--- DATASET RECORDS ---

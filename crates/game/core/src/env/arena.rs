//! Arena table: terrain-driven battle modifiers.
//!
//! Arenas are static data. Lookups never fail; unknown identifiers fall back
//! to [`ArenaKind::Neutral`].

use crate::state::WeaponType;

/// Known arena identifiers.
#[derive(
    Clone,
    Copy,
    Debug,
    Default,
    PartialEq,
    Eq,
    Hash,
    strum::Display,
    strum::EnumString,
    strum::AsRefStr,
    strum::EnumIter,
)]
#[cfg_attr(feature = "serde", derive(serde::Serialize, serde::Deserialize))]
#[cfg_attr(feature = "serde", serde(rename_all = "snake_case"))]
#[strum(serialize_all = "snake_case", ascii_case_insensitive)]
pub enum ArenaKind {
    #[default]
    Neutral,
    Scrapyard,
    DataStream,
    Firewall,
    OverclockCore,
}

impl ArenaKind {
    /// Resolves an arena id, falling back to neutral for unknown ids.
    pub fn from_id(id: &str) -> Self {
        id.trim().parse().unwrap_or_default()
    }

    pub fn all() -> impl Iterator<Item = ArenaKind> {
        <ArenaKind as strum::IntoEnumIterator>::iter()
    }

    /// Modifier record for this arena.
    pub const fn arena(self) -> Arena {
        match self {
            ArenaKind::Neutral => Arena {
                kind: ArenaKind::Neutral,
                favored: None,
                damage_bonus: 1.0,
                melee_whiff: 0.0,
                ranged_whiff: 0.0,
                speed_multiplier: 1.0,
                defense_multiplier: 1.0,
                flavor: "A plain test chamber. No terrain favors either side.",
            },
            ArenaKind::Scrapyard => Arena {
                kind: ArenaKind::Scrapyard,
                favored: Some(WeaponType::Melee),
                damage_bonus: 1.15,
                melee_whiff: 0.05,
                ranged_whiff: 0.15,
                speed_multiplier: 0.9,
                defense_multiplier: 1.1,
                flavor: "Rusted hulks and scrap piles block every sightline. Close quarters rule here.",
            },
            ArenaKind::DataStream => Arena {
                kind: ArenaKind::DataStream,
                favored: Some(WeaponType::Ranged),
                damage_bonus: 1.15,
                melee_whiff: 0.15,
                ranged_whiff: 0.05,
                speed_multiplier: 1.1,
                defense_multiplier: 0.9,
                flavor: "Open lanes of flowing data. Long shots land clean, brawlers lose their footing.",
            },
            ArenaKind::Firewall => Arena {
                kind: ArenaKind::Firewall,
                favored: Some(WeaponType::Melee),
                damage_bonus: 1.10,
                melee_whiff: 0.05,
                ranged_whiff: 0.10,
                speed_multiplier: 1.0,
                defense_multiplier: 1.2,
                flavor: "Burning barrier walls harden every shell. Only a direct hit breaks through.",
            },
            ArenaKind::OverclockCore => Arena {
                kind: ArenaKind::OverclockCore,
                favored: Some(WeaponType::Ranged),
                damage_bonus: 1.20,
                melee_whiff: 0.10,
                ranged_whiff: 0.10,
                speed_multiplier: 1.2,
                defense_multiplier: 1.0,
                flavor: "The reactor hums at full clock. Everything moves faster than it should.",
            },
        }
    }
}

/// Static modifiers of one arena.
#[derive(Clone, Copy, Debug, PartialEq)]
pub struct Arena {
    pub kind: ArenaKind,
    /// Weapon style that receives `damage_bonus`.
    pub favored: Option<WeaponType>,
    pub damage_bonus: f64,
    /// Probability that a melee attack misses outright.
    pub melee_whiff: f64,
    /// Probability that a ranged attack misses outright.
    pub ranged_whiff: f64,
    /// Applied once to both combatants' CLK before round one.
    pub speed_multiplier: f64,
    /// Applied once to both combatants' DEF before round one.
    pub defense_multiplier: f64,
    pub flavor: &'static str,
}

impl Arena {
    /// Whiff probability for an attack with the given weapon style.
    ///
    /// Unarmed attacks never whiff.
    pub fn whiff_chance(&self, weapon: Option<WeaponType>) -> f64 {
        match weapon {
            Some(WeaponType::Melee) => self.melee_whiff,
            Some(WeaponType::Ranged) => self.ranged_whiff,
            None => 0.0,
        }
    }

    /// Damage multiplier for an attack with the given weapon style.
    pub fn damage_multiplier(&self, weapon: Option<WeaponType>) -> f64 {
        match (self.favored, weapon) {
            (Some(favored), Some(weapon)) if favored == weapon => self.damage_bonus,
            _ => 1.0,
        }
    }
}

/// Arena modifiers for an id; unknown ids resolve to neutral.
pub fn effects_for(arena_id: &str) -> Arena {
    ArenaKind::from_id(arena_id).arena()
}

/// Opening log line for an id; unknown ids resolve to neutral.
pub fn flavor_text(arena_id: &str) -> &'static str {
    ArenaKind::from_id(arena_id).arena().flavor
}
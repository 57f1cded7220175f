//! Round-robin over the whole roster.

use std::collections::BTreeMap;

use anyhow::{Context, Result};
use clap::Parser;
use clash_core::{ArenaKind, BattleOutcome, Combatant};
use clash_runtime::{BattleReport, BattleRequest, BattleService};
use console::style;

use super::DataDir;

/// Fight every pairing in the roster concurrently
#[derive(Parser)]
pub struct Tournament {
    #[command(flatten)]
    data: DataDir,

    /// Arena id for every battle
    #[arg(short, long, default_value = "neutral")]
    arena: String,

    /// Base seed; battle `i` uses `seed + i`
    #[arg(short, long)]
    seed: Option<u64>,
}

#[derive(Default)]
struct Standing {
    wins: u32,
    losses: u32,
    draws: u32,
    points: u32,
}

impl Tournament {
    pub async fn execute(self) -> Result<()> {
        let factory = self.data.factory();
        let config = factory.load_config()?;
        let roster = factory.load_combatants()?;
        if roster.len() < 2 {
            anyhow::bail!(
                "Tournament needs at least two bots, found {} in {}",
                roster.len(),
                factory.data_dir().display()
            );
        }

        let arena = ArenaKind::from_id(&self.arena);
        let requests = pairings(&roster, arena.as_ref(), self.seed);
        let reports = BattleService::new(config)
            .run_batch(requests)
            .await
            .context("Tournament battle failed")?;

        println!("{}", style("=== Battles ===").bold().green());
        for report in &reports {
            let [a, b] = &report.sides;
            println!(
                "  {:<16} vs {:<16} -> {:<16} ({} rounds, {}, seed {})",
                a.name,
                b.name,
                report.result.winner_name(),
                report.result.rounds,
                report.result.end_reason,
                report.result.seed,
            );
        }
        println!();

        println!("{}", style("=== Standings ===").bold().green());
        println!(
            "  {:<16} {:>3} {:>3} {:>3} {:>6}",
            style("Bot").bold(),
            "W",
            "L",
            "D",
            "Points"
        );
        for (name, standing) in rank(&reports) {
            println!(
                "  {:<16} {:>3} {:>3} {:>3} {:>6}",
                name, standing.wins, standing.losses, standing.draws, standing.points
            );
        }
        Ok(())
    }
}

/// One request per unordered pair, in roster order.
fn pairings(roster: &[Combatant], arena: &str, seed: Option<u64>) -> Vec<BattleRequest> {
    let mut requests = Vec::new();
    for (i, a) in roster.iter().enumerate() {
        for b in &roster[i + 1..] {
            let mut request = BattleRequest::new(a.clone(), b.clone(), arena);
            if let Some(base) = seed {
                request = request.with_seed(base.wrapping_add(requests.len() as u64));
            }
            requests.push(request);
        }
    }
    requests
}

/// Standings sorted by points, then wins, then name.
fn rank(reports: &[BattleReport]) -> Vec<(String, Standing)> {
    let mut table: BTreeMap<String, Standing> = BTreeMap::new();
    for side in reports.iter().flat_map(|report| &report.sides) {
        let standing = table.entry(side.name.clone()).or_default();
        standing.points += side.points;
        match side.outcome {
            BattleOutcome::Win => standing.wins += 1,
            BattleOutcome::Lose => standing.losses += 1,
            BattleOutcome::Draw => standing.draws += 1,
        }
    }

    let mut ranked: Vec<_> = table.into_iter().collect();
    ranked.sort_by(|(a_name, a), (b_name, b)| {
        b.points
            .cmp(&a.points)
            .then(b.wins.cmp(&a.wins))
            .then(a_name.cmp(b_name))
    });
    ranked
}
//! Modifiers applied once before round one.

use crate::engine::{BattleLog, LogCategory};
use crate::env::Arena;
use crate::state::{Combatant, Upgrades};
use crate::stats::{StatKind, scale_by};

/// Applies upgrade scaling, then the arena's speed and defense multipliers.
pub fn apply_pre_battle(combatant: &mut Combatant, arena: &Arena, log: &mut BattleLog) {
    if combatant.upgrades.contains(Upgrades::ARMOR_PLATING) {
        let (old, new) = StatKind::Defense.scale(combatant, Upgrades::ARMOR_DEFENSE_PERCENT);
        log.push(
            LogCategory::Upgrade,
            format!(
                "{}'s Armor Plating reinforces DEF {} -> {}",
                combatant.name, old, new
            ),
        );
    }

    if combatant.upgrades.contains(Upgrades::OVERCLOCK) {
        let (old, new) = StatKind::Clk.scale(combatant, Upgrades::OVERCLOCK_CLK_PERCENT);
        log.push(
            LogCategory::Upgrade,
            format!(
                "{}'s Overclock Unit spins CLK {} -> {}",
                combatant.name, old, new
            ),
        );
    }

    combatant.clk = scale_by(combatant.clk, arena.speed_multiplier);
    combatant.defense = scale_by(combatant.defense, arena.defense_multiplier);
}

---

• [WHAT YOU NEED TO DO]
From the line holding "combatant.clk = scale_by(combatant.clk, arena.speed_multiplier);" down to the final line above, quote every line exactly and only those lines.

• [RESPONSE AREA]
    combatant.clk = scale_by(combatant.clk, arena.speed_multiplier);
    combatant.defense = scale_by(combatant.defense, arena.defense_multiplier);
}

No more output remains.